The input data used in the description of the present invention is not limited to the shortened Reed-Solomon code, but may be any signal to which specific data can be added.

The number of bytes of the stuffing symbol varies depending on the type of the block code to be shortened, and the value of the data is not limited to “0”.

[0062]

As described above, according to the present invention, when data after error correction is incorrectly corrected, signal deterioration in transmission data is reduced by using data before error correction processing. Detection device, error correction device,
And a receiver using the error correction device.

[Brief description of the drawings]

FIG. 1 is a configuration diagram of a detection device in a conventional error correction.

FIG. 2 is a diagram for explaining an example of shortening.

FIG. 3 is an example of a diagram for explaining an error correction detection method in error correction.

FIG. 4 is a diagram illustrating an example of a detection device and an error correction device.

FIG. 5 is a diagram for describing a configuration example of a receiver.

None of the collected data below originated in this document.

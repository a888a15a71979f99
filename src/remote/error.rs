use serde_json::Value;

#[derive(Debug, thiserror::Error)]
pub enum ApiError {
    #[error("token not found (log in first)")]
    MissingToken,

    #[error("HTTP {status}: {}", pretty(.body))]
    Http { status: u16, body: Value },

    #[error("request failed: {0}")]
    Transport(#[from] reqwest::Error),

    #[error("request aborted")]
    Aborted,
}

impl ApiError {
    pub fn status(&self) -> Option<u16> {
        match self {
            ApiError::Http { status, .. } => Some(*status),
            _ => None,
        }
    }

    /// 401 and 403 both mean the session must be re-established.
    pub fn is_auth(&self) -> bool {
        matches!(self.status(), Some(401 | 403))
    }

    /// The server's `detail` field, when the failure body carries one.
    pub fn detail(&self) -> Option<String> {
        let ApiError::Http { body, .. } = self else {
            return None;
        };
        match body.get("detail")? {
            Value::Null => None,
            Value::String(s) => Some(s.clone()),
            other => Some(other.to_string()),
        }
    }

    /// The failure body as the server sent it: raw text when it was not JSON.
    pub fn body_text(&self) -> String {
        match self {
            ApiError::Http { body, .. } => match body.get("raw").and_then(Value::as_str) {
                Some(raw) if body.as_object().is_some_and(|o| o.len() == 1) => raw.to_string(),
                _ => body.to_string(),
            },
            other => other.to_string(),
        }
    }
}

fn pretty(body: &Value) -> String {
    serde_json::to_string_pretty(body).unwrap_or_else(|_| body.to_string())
}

FIG. 6 is a diagram for explaining an effect example of the present invention.

[Explanation of symbols]

DESCRIPTION OF SYMBOLS 11 Syndrome operation part 12 Error numerical value, error position polynomial operation part 13 Error numerical value, error position operation part 14 Data delay part 15 Correction part 16 Re-syndrome operation part 17 Re-syndrome evaluation part 21 Reed-Solomon code (RS [255,239]) 22 MPEG-2 TS packet 23 Stuffing symbol 24 Error correction parity 25 Shortened Reed-Solomon code (RS [204, 18
8]) 31 data 41 error correction device 42 detection device 43 shortened block code storage unit 44 selection unit 45 block code reproduction unit 46 error correction unit 47 inspection unit 51 digital decoding unit 52 video and audio decoding unit

 ──────────────────────────────────────────────────続 き Continued on the front page F-term (reference) 5B001 AA01 AA06 AA11 AC01 AC04 AD06 5C059 MA00 RB10 RF02 RF05 RF07 SS06 TA76 TB03 TC22 TD18 UA04 5J065 AA01 AB01 AC02 AD01 AD11 AE07 AF02 AG02 AG03 AH01 AH09 GA02

Claims (4)

[Claims] 1. A block code reproducing unit that inserts a stuffing symbol and reproduces a block code before shortening from a shortened block signal, an error correcting unit that performs error correction using the reproduced block code, and an error correcting unit. A detection unit for detecting whether or not the signal corrected by the block code correction capability has been corrected beyond the block code correction capability, the inspection unit, the corrected signal based on the value of the stuffing symbol corrected Detecting whether or not is corrected beyond the block code correction capability. 2. The detection device according to claim 1, wherein the inspection unit is configured to, when the corrected stuffing symbol value differs from the original stuffing symbol value by a predetermined number or more, block code the corrected signal. A detection device for determining that correction has been made beyond the correction capability. 3. A detection device according to claim 1, wherein a shortened block code storage unit stores the input shortened block code; and an output of the detection device and an output of the shortened block code storage unit. An error correction device, comprising: a selection unit that selects one of the control units, wherein the selection unit is controlled by an output from the inspection unit. 4. A receiver using the error correction device according to claim 3.